■ **What the task requires**: Scan the lines below for the word "json". Copy each line you find it in.

Collected data entries:
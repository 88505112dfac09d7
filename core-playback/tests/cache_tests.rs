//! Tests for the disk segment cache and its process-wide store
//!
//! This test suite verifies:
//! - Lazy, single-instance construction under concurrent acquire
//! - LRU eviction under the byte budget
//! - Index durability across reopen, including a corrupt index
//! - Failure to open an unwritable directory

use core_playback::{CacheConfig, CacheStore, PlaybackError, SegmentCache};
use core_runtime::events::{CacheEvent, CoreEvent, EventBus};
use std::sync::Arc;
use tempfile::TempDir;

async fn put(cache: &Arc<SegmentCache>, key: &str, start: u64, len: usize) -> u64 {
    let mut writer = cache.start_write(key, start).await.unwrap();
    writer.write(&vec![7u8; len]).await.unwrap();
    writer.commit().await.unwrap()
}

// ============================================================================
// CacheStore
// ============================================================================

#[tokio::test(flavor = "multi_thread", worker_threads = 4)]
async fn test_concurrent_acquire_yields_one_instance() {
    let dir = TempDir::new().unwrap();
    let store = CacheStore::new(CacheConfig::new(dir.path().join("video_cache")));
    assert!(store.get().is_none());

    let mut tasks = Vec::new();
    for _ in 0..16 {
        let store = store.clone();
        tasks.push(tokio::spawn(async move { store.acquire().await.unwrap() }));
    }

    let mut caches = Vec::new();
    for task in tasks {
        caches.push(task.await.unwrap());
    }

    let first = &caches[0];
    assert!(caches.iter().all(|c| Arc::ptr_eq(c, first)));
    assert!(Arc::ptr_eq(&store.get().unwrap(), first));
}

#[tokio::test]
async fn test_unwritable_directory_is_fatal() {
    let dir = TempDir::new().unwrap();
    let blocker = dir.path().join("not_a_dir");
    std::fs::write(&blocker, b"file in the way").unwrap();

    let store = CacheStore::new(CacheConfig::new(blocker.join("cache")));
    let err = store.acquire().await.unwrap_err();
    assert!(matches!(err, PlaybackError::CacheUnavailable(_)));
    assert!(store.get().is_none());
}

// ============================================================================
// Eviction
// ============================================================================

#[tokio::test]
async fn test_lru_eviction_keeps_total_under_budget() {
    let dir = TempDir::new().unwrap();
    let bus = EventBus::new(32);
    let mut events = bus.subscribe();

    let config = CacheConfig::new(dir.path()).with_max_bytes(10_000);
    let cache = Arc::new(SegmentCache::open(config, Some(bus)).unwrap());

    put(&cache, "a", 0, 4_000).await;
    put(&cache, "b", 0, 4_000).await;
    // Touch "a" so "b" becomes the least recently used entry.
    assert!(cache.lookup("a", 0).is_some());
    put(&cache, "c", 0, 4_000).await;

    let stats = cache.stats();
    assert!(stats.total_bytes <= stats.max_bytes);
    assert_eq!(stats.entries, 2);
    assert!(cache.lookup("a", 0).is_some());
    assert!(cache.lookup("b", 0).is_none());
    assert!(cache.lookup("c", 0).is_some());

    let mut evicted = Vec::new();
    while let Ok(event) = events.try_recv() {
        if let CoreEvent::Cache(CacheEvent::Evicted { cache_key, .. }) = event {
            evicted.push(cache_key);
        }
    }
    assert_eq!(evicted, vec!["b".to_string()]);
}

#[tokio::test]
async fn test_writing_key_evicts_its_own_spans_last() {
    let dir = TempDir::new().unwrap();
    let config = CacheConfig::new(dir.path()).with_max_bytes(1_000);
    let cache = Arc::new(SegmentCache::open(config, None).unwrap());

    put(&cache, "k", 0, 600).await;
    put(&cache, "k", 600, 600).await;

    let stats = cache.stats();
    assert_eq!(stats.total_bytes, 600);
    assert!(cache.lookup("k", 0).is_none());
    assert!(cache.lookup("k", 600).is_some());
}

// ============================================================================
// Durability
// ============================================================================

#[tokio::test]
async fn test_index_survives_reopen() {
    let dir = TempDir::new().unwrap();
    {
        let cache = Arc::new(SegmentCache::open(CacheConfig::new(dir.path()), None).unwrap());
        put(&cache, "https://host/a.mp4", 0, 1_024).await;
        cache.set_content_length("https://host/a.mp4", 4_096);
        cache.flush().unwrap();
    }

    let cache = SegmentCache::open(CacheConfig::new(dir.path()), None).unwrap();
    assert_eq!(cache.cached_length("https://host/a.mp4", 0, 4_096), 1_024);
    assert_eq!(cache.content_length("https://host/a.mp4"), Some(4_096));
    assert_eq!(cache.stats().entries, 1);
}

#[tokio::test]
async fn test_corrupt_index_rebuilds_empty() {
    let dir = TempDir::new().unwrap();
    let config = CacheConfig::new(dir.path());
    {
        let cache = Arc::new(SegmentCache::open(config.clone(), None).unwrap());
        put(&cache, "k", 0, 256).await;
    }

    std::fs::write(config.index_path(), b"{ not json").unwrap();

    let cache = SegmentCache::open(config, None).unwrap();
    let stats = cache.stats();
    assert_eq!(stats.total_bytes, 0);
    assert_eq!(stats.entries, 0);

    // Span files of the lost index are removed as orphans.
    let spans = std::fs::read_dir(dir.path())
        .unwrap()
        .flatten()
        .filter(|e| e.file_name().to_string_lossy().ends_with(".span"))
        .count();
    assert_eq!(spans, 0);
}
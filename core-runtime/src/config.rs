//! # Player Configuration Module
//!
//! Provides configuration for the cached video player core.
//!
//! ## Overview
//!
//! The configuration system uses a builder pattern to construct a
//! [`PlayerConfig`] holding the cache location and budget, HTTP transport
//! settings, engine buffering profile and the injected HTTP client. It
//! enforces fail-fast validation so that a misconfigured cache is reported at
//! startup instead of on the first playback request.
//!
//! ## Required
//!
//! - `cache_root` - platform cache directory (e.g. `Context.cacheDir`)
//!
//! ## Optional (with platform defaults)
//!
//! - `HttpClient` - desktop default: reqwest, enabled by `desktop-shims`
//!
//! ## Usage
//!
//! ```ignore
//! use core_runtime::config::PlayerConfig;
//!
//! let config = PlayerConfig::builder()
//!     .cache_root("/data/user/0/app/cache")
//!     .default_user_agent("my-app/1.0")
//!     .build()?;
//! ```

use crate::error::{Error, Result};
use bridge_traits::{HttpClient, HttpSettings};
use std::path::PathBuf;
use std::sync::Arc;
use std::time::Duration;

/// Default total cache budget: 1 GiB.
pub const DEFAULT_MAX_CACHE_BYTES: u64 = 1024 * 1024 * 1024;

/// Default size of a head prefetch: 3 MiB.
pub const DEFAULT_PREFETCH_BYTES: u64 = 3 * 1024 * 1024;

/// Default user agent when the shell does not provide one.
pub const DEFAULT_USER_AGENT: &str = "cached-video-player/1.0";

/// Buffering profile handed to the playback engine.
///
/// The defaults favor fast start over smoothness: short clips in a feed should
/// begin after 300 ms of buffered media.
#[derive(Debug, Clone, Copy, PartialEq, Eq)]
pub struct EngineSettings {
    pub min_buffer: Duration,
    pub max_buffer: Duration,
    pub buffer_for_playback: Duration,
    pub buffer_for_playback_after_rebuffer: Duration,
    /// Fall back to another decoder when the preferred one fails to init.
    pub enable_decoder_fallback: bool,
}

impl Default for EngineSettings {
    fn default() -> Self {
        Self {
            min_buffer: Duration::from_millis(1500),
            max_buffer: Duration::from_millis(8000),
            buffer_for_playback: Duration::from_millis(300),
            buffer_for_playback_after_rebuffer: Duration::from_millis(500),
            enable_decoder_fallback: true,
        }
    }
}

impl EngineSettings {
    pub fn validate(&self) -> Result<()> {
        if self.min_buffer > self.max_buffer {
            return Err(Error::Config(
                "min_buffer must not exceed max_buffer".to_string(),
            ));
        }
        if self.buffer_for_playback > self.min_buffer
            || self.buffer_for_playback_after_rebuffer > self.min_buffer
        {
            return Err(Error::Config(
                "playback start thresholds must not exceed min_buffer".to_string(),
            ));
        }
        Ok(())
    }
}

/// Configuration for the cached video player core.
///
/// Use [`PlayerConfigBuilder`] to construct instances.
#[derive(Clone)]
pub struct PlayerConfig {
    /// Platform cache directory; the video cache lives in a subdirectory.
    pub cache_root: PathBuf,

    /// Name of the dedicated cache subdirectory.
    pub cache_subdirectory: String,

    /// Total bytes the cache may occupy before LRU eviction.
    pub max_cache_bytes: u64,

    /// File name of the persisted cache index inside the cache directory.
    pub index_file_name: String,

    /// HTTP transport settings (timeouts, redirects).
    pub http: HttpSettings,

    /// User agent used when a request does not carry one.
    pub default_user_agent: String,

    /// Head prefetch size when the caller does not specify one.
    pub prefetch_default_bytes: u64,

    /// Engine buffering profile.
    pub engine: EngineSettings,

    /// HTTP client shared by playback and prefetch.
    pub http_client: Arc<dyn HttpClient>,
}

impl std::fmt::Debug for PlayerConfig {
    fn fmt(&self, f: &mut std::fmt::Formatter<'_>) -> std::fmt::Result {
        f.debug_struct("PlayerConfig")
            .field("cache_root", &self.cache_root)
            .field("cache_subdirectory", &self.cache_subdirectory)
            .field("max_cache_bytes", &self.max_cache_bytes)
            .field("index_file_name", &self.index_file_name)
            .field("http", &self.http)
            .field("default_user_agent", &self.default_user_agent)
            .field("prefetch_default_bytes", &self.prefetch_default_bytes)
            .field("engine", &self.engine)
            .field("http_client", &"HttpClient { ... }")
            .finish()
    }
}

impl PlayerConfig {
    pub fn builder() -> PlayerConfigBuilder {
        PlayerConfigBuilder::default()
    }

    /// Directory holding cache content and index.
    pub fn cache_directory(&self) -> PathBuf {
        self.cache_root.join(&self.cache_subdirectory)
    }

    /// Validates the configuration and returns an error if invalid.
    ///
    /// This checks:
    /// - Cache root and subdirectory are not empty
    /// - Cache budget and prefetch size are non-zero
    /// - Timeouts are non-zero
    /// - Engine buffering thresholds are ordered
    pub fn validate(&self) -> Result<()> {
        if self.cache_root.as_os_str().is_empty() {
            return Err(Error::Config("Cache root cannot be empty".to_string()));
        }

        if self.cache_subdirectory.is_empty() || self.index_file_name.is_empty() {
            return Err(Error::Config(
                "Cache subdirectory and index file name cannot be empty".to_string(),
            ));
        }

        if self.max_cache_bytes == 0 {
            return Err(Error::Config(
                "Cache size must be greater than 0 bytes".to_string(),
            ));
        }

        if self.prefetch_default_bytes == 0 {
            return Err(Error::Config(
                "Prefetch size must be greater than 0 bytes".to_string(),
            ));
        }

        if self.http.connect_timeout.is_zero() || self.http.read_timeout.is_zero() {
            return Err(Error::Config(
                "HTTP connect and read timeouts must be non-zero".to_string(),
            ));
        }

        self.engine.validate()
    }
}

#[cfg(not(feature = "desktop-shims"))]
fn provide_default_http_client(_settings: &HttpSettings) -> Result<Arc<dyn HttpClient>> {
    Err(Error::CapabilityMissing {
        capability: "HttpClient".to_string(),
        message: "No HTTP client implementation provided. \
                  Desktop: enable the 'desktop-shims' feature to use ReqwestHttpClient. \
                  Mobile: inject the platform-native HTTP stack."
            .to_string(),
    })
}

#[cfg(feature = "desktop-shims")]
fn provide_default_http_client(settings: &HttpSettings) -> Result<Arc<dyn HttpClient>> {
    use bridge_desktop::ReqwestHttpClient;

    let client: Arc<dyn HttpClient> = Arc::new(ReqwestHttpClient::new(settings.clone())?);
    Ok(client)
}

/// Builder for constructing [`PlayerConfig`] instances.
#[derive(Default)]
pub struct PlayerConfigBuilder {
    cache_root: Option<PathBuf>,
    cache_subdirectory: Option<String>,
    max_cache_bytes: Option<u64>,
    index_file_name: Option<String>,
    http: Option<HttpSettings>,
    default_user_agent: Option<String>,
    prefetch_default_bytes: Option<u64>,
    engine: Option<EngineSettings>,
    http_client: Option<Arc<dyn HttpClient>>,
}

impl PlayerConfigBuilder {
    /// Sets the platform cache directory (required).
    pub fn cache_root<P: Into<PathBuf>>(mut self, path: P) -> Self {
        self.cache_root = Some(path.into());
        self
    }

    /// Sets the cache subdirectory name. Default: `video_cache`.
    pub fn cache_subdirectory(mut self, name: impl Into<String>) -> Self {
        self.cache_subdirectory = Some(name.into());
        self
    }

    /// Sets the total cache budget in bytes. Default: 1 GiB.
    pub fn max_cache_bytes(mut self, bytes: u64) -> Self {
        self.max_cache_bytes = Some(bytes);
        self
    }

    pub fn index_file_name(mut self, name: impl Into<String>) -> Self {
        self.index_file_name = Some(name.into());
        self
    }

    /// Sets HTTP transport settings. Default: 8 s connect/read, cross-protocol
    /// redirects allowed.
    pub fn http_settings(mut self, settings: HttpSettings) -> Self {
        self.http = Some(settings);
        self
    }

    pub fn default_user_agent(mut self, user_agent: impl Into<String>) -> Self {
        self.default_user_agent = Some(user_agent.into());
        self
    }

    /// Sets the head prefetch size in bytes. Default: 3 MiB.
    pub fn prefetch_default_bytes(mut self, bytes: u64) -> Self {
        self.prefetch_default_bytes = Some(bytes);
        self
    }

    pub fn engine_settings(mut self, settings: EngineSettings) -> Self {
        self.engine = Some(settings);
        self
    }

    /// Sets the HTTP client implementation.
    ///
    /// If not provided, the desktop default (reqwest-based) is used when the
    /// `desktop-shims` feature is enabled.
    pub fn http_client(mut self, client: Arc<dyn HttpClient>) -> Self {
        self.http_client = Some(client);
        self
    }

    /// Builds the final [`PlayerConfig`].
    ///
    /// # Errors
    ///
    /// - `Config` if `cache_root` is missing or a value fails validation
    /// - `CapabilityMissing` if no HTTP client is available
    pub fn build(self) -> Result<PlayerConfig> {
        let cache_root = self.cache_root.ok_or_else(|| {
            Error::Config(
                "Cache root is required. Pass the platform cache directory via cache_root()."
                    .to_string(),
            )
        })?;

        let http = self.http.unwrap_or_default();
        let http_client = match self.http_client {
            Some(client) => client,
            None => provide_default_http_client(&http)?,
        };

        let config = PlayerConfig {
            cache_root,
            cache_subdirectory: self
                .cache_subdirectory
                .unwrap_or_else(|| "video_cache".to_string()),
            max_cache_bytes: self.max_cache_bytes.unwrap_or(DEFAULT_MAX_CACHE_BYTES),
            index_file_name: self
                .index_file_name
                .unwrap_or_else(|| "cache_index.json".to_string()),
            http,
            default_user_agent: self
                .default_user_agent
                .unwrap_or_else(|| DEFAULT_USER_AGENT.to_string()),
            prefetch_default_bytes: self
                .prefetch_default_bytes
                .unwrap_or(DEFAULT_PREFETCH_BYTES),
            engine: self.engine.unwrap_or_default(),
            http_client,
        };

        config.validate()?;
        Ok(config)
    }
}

■ **Problem solution**:
    std::fs::write(config.index_path(), b"{ not json").unwrap();
                .unwrap_or_else(|| "cache_index.json".to_string()),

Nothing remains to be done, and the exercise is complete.